Do people usually hit a steady point in their twenties and stay there unless something major affects their health or cognition? Or is there more variation over time than we tend to assume?
IQ scores generally stabilize by late adolescence/early adulthood (around 18-25) and remain pretty stable through middle age. The correlation between your IQ at age 11 and age 70 is like 0.70+, which is remarkably high for a psychological measure. That said, different cognitive abilities age differently—fluid intelligence (reasoning, problem-solving) peaks in your 20s and gradually declines, while crystallized intelligence (vocabulary, knowledge) often increases into your 60s or 70s. So your overall IQ might look stable, but the underlying components are shifting. Major life events like head injuries, strokes, or dementia obviously affect scores, but for healthy adults, scores are pretty consistent across decades.

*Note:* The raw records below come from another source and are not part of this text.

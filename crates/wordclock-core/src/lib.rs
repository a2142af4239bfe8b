//! Phrase selection for the radial **word clock**.
//!
//! This crate has no window or GPU dependencies. It answers one question per
//! refresh: given a wall-clock time, which dial phrases are lit and what does
//! the center of the face say.
//!
//! # Structure
//!
//! | Module | Contents |
//! |--------|----------|
//! | [`sample`] | `TimeSample` (hour, minute) and 12-hour derivations |
//! | [`bucket`] | `MinuteBucket`, the twelve five-minute windows |
//! | [`selector`] | `select`, `Selection` |
//! | [`phrase`] | phrase vocabulary and the `DIAL` layout |
//! | [`face`] | `ClockFace` lit masks |
//! | [`meridiem`] | `Meridiem`, `format_clock` |
//! | [`zone`] | `ZoneSpec`, `Zone`, `WORLD_ZONES` |
//! | [`clock`] | `TimeSource` implementations |
//!
//! # Quick start
//!
//! ```rust
//! use wordclock_core::select_hm;
//!
//! let s = select_hm(3, 7).unwrap();
//! assert_eq!(s.tokens, ["IT'S", "FIVE", "PAST", "3"]);
//! assert_eq!(s.center, "3");
//! ```

pub mod bucket;
pub mod clock;
pub mod face;
pub mod meridiem;
pub mod phrase;
pub mod sample;
pub mod selector;
pub mod zone;

pub use bucket::MinuteBucket;
pub use clock::{FixedClock, SystemClock, TimeSource};
pub use face::{ClockFace, LitMask};
pub use meridiem::{format_clock, Meridiem};
pub use phrase::{Phrase, DIAL};
pub use sample::TimeSample;
pub use selector::{select, select_hm, Selection};
pub use zone::{Zone, ZoneError, ZoneReading, ZoneSpec, WORLD_ZONES};
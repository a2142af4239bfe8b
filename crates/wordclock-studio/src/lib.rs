//! Shared startup helpers for the `wordclock` binaries.

pub mod fonts;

Yes, from what I’ve read in research on this topic, IQ scores do generally plateau and stabilize once you reach adulthood. That said, there can still be some minor variation depending on factors like mental health, stress levels, or even just practice effects if you’re taking multiple tests. But the underlying cognitive ability itself is pretty consistent once you’re an adult.
@dwight_farooqi128 You have to remember that IQ scores are age-normed. A 120 IQ at age 20 and a 120 IQ at age 60 represent different levels of raw cognitive performance because you are only being compared to people your own age. So yes, your score usually stabilizes and stays consistent relative to your peers, even if your raw processing speed slows down naturally over time.